Page MenuHomePhabricator

[LoopUnroll] avoid assumption clone explosion

Authored by spatel on Apr 1 2021, 11:59 AM.



The PhaseOrdering test example is based on:

The test goes over the complexity cliff somewhere between -O2 and -O3 (more unrolling is done at -O3).
The initial assume is created by SimplifyCFG, multiplied by the LoopVectorizer, and then copied across numerous clone blocks by LoopUnroll. LoopUnroll then calls SimplifyInstruction() which calls simplifyICmpWithDominatingAssume() and we seem to be spending all of our time in there computing known bits, etc.

It seems unlikely that we have much to gain by cloning assumes late in the opt pipeline, so I'm proposing to stub that out when called during LoopUnroll.

Diff Detail

Event Timeline

spatel created this revision.Apr 1 2021, 11:59 AM
spatel requested review of this revision.Apr 1 2021, 11:59 AM
Herald added a project: Restricted Project. · View Herald TranscriptApr 1 2021, 11:59 AM
nikic added a comment.Apr 9 2021, 11:36 AM

Taking your example from, it seems to be scaling with about O(n^5.5) with iteration count, which is beyond all reasonable bounds. I think this needs to be mitigated at a lower level than unrolling.

nikic added a comment.Apr 9 2021, 1:09 PM

For reference, this is the IR after unrolling but before simplification for the PhaseOrdering test: (note that mass of assumes on extractvalues is unproblematic, the issue are the assumes on %.pre.pre).

Limiting the number of assumes we look at for one value helps (and is something we should probably do as well), but I think there's a more fundamental problem with the recursion in computeKnownBitsForAssume.

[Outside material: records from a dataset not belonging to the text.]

#[cfg(test)]
mod tests {
    use super::*;
    use crate::fetch::{FetchClient, FetchConfig};
    use crate::testutil::spawn_http_server;
    use std::sync::atomic::Ordering;
    use std::time::Duration;
    use webtrail_core::MatchMode;

    const BODY: &str = "<html><body>The quick brown fox jumps over the lazy dog, repeatedly and at length.</body></html>";

    fn query(terms: &[&str], mode: MatchMode) -> KeywordQuery {
        let terms: Vec<String> = terms.iter().map(|t| t.to_string()).collect();
        KeywordQuery::new(&terms, mode).unwrap()
    }

    fn record(url: &str, title: &str, visited_at: i64) -> HistoryRecord {
        HistoryRecord { url: url.to_string(), title: title.to_string(), visited_at }
    }

    async fn test_pool(store: &PageStore) -> FetchPool {
        let client = FetchClient::new(FetchConfig {
            timeout: Duration::from_secs(5),
            ..Default::default()
        })
        .unwrap();
        FetchPool::new(client, store.clone(), 4, Duration::ZERO).unwrap()
    }

    fn seeded_entry(url: &str, body: &str) -> PageEntry {
        PageEntry::fresh(&canonicalize(url).unwrap().to_string(), body.as_bytes().to_vec())
    }

    #[tokio::test]
    async fn test_empty_batch_rejected() {
        let store = PageStore::open_in_memory().await.unwrap();
        let pool = test_pool(&store).await;
        let q = query(&["fox"], MatchMode::All);

        let result = run_search(&store, &pool, &[], &q, &SearchOptions::default()).await;
        assert!(matches!(result, Err(Error::InvalidInput(_))));
    }

    #[tokio::test]
    async fn test_no_content_is_fatal() {
        let store = PageStore::open_in_memory().await.unwrap();
        let pool = test_pool(&store).await;
        let q = query(&["fox"], MatchMode::All);
        let records = vec![record("https://example.com/missing", "Missing", 1)];

        let opts = SearchOptions { cache_only: true, ..Default::default() };
        let result = run_search(&store, &pool, &records, &q, &opts).await;
        assert!(matches!(result, Err(Error::NoContent(_))));
    }

    #[tokio::test]
    async fn test_fetch_then_match() {
        let (addr, stats) = spawn_http_server(BODY, Duration::ZERO).await;
        let store = PageStore::open_in_memory().await.unwrap();
        let pool = test_pool(&store).await;
        let q = query(&["quick", "lazy"], MatchMode::All);

        let records = vec![record(&format!("http://{addr}/fox"), "Fox Page", 42)];
        let outcome = run_search(&store, &pool, &records, &q, &SearchOptions::default())
            .await
            .unwrap();

        assert_eq!(stats.requests.load(Ordering::SeqCst), 1);
        assert_eq!(outcome.summary.fetched, 1);
        assert_eq!(outcome.summary.cache_hits, 0);
        assert_eq!(outcome.summary.matched, 1);
        assert_eq!(outcome.matches.len(), 1);
        assert_eq!(outcome.matches[0].title, "Fox Page");
        assert_eq!(outcome.matches[0].match_count, 2);
        assert_eq!(outcome.matches[0].contexts.len(), 2);
    }

    #[tokio::test]
    async fn test_second_run_hits_cache() {
        let (addr, stats) = spawn_http_server(BODY, Duration::ZERO).await;
        let store = PageStore::open_in_memory().await.unwrap();
        let pool = test_pool(&store).await;
        let q = query(&["fox"], MatchMode::All);

        let records = vec![
            record(&format!("http://{addr}/a"), "A", 2),
            record(&format!("http://{addr}/b"), "B", 1),
        ];

        let first = run_search(&store, &pool, &records, &q, &SearchOptions::default())
            .await
            .unwrap();
        assert_eq!(first.summary.fetched, 2);
        assert_eq!(stats.requests.load(Ordering::SeqCst), 2);

        let second = run_search(&store, &pool, &records, &q, &SearchOptions::default())
            .await
            .unwrap();
        assert_eq!(second.summary.cache_hits, 2);
        assert_eq!(second.summary.fetched, 0);
        // The cache-hit invariant: no further network traffic.
        assert_eq!(stats.requests.load(Ordering::SeqCst), 2);
    }

    #[tokio::test]
    async fn test_duplicate_urls_fetch_once() {
        let (addr, stats) = spawn_http_server(BODY, Duration::ZERO).await;
        let store = PageStore::open_in_memory().await.unwrap();
        let pool = test_pool(&store).await;
        let q = query(&["fox"], MatchMode::All);

        let url = format!("http://{addr}/same");
        let records = vec![record(&url, "First", 9), record(&url, "Second", 3)];

        let outcome = run_search(&store, &pool, &records, &q, &SearchOptions::default())
            .await
            .unwrap();

        assert_eq!(stats.requests.load(Ordering::SeqCst), 1);
        assert_eq!(outcome.summary.attempted, 1);
        assert_eq!(outcome.matches.len(), 1);
        // First record wins: it is the most recent visit.
        assert_eq!(outcome.matches[0].title, "First");
        assert_eq!(outcome.matches[0].timestamp, 9);
    }

    #[tokio::test]
    async fn test_force_refresh_refetches() {
        let (addr, stats) = spawn_http_server(BODY, Duration::ZERO).await;
        let store = PageStore::open_in_memory().await.unwrap();
        let pool = test_pool(&store).await;
        let q = query(&["fox"], MatchMode::All);
        let records = vec![record(&format!("http://{addr}/page"), "Page", 1)];

        run_search(&store, &pool, &records, &q, &SearchOptions::default())
            .await
            .unwrap();
        let opts = SearchOptions { force_refresh: true, ..Default::default() };
        let outcome = run_search(&store, &pool, &records, &q, &opts).await.unwrap();

        assert_eq!(outcome.summary.cache_hits, 0);
        assert_eq!(outcome.summary.fetched, 1);
        assert_eq!(stats.requests.load(Ordering::SeqCst), 2);
    }

    #[tokio::test]
    async fn test_cache_only_accepts_stale_entries() {
        let store = PageStore::open_in_memory().await.unwrap();
        let pool = test_pool(&store).await;
        let q = query(&["cached"], MatchMode::All);

        let url = "https://example.com/stale";
        let mut entry = seeded_entry(url, "<p>an old but cached page body with the word cached in it</p>");
        entry.fetched_at = (chrono::Utc::now() - chrono::Duration::days(30)).to_rfc3339();
        store.upsert_entry(&entry).await.unwrap();

        let records = vec![record(url, "Stale", 5)];
        let opts = SearchOptions { cache_only: true, ..Default::default() };
        let outcome = run_search(&store, &pool, &records, &q, &opts).await.unwrap();

        assert_eq!(outcome.summary.cache_hits, 1);
        assert_eq!(outcome.summary.fetched, 0);
        assert_eq!(outcome.matches.len(), 1);
    }

    #[tokio::test]
    async fn test_failed_extraction_excluded_silently() {
        let store = PageStore::open_in_memory().await.unwrap();
        let pool = test_pool(&store).await;
        let q = query(&["tiny"], MatchMode::All);

        let url = "https://example.com/tiny";
        store.upsert_entry(&seeded_entry(url, "<p>tiny</p>")).await.unwrap();

        let records = vec![record(url, "Tiny", 5)];
        let opts = SearchOptions { cache_only: true, ..Default::default() };
        let outcome = run_search(&store, &pool, &records, &q, &opts).await.unwrap();

        assert_eq!(outcome.summary.cache_hits, 1);
        assert_eq!(outcome.summary.matched, 0);
        assert!(outcome.matches.is_empty());
    }

    #[tokio::test]
    async fn test_results_ordered_by_visit_recency() {
        let store = PageStore::open_in_memory().await.unwrap();
        let pool = test_pool(&store).await;
        let q = query(&["shared"], MatchMode::All);

        let body = "<p>every page in this test mentions the shared keyword somewhere</p>";
        // T3 > T1 > T2; expected output order is [T3, T1, T2].
        let (t3, t1, t2) = (3_000_000i64, 2_000_000i64, 1_000_000i64);
        let mut records = Vec::new();
        for (path, ts) in [("one", t1), ("two", t2), ("three", t3)] {
            let url = format!("https://example.com/{path}");
            store.upsert_entry(&seeded_entry(&url, body)).await.unwrap();
            records.push(record(&url, path, ts));
        }

        let opts = SearchOptions { cache_only: true, ..Default::default() };
        let outcome = run_search(&store, &pool, &records, &q, &opts).await.unwrap();

        let order: Vec<i64> = outcome.matches.iter().map(|m| m.timestamp).collect();
        assert_eq!(order, vec![t3, t1, t2]);
    }

    #[test]
    fn test_summary_serializes_for_callers() {
        let summary = RunSummary { attempted: 4, cache_hits: 2, fetched: 1, failed: 1, matched: 2 };
        let value = serde_json::to_value(summary).unwrap();
        assert_eq!(value["attempted"], 4);
        assert_eq!(value["cache_hits"], 2);
        assert_eq!(value["failed"], 1);
    }

    #[tokio::test]
    async fn test_partial_failure_not_fatal() {
        let (addr, _stats) = spawn_http_server(BODY, Duration::ZERO).await;
        let store = PageStore::open_in_memory().await.unwrap();
        let pool = test_pool(&store).await;
        let q = query(&["fox"], MatchMode::All);

        // One reachable URL, one pointing at a dead port.
        let dead = tokio::net::TcpListener::bind("127.0.0.1:0").await.unwrap();
        let dead_addr = dead.local_addr().unwrap();
        drop(dead);

        let records = vec![
            record(&format!("http://{addr}/ok"), "Ok", 2),
            record(&format!("http://{dead_addr}/dead"), "Dead", 1),
        ];

        let outcome = run_search(&store, &pool, &records, &q, &SearchOptions::default())
            .await
            .unwrap();

        assert_eq!(outcome.summary.fetched, 1);
        assert_eq!(outcome.summary.failed, 1);
        assert_eq!(outcome.matches.len(), 1);
        assert_eq!(outcome.matches[0].title, "Ok");
    }
}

Possibly the exclusion mechanism there needs to be strengthened.

spatel abandoned this revision.Apr 16 2021, 5:52 AM

We decided that this really is a ValueTracking problem.
I committed D100573 / bb907b26e2bf as an alternate fix for the bug.
Let's see if there are any regressions -- and potentially compile-time improvements -- from the loss of assumption analysis power.

Also, I think it's still worth including the test here as a regression test, so we will know quickly if we fall into this problem again.
But it will be 6K+ lines of IR with all of the current -O3 expansion, so this may be one of the rare times where it's better to not auto-generate the full CHECK lines!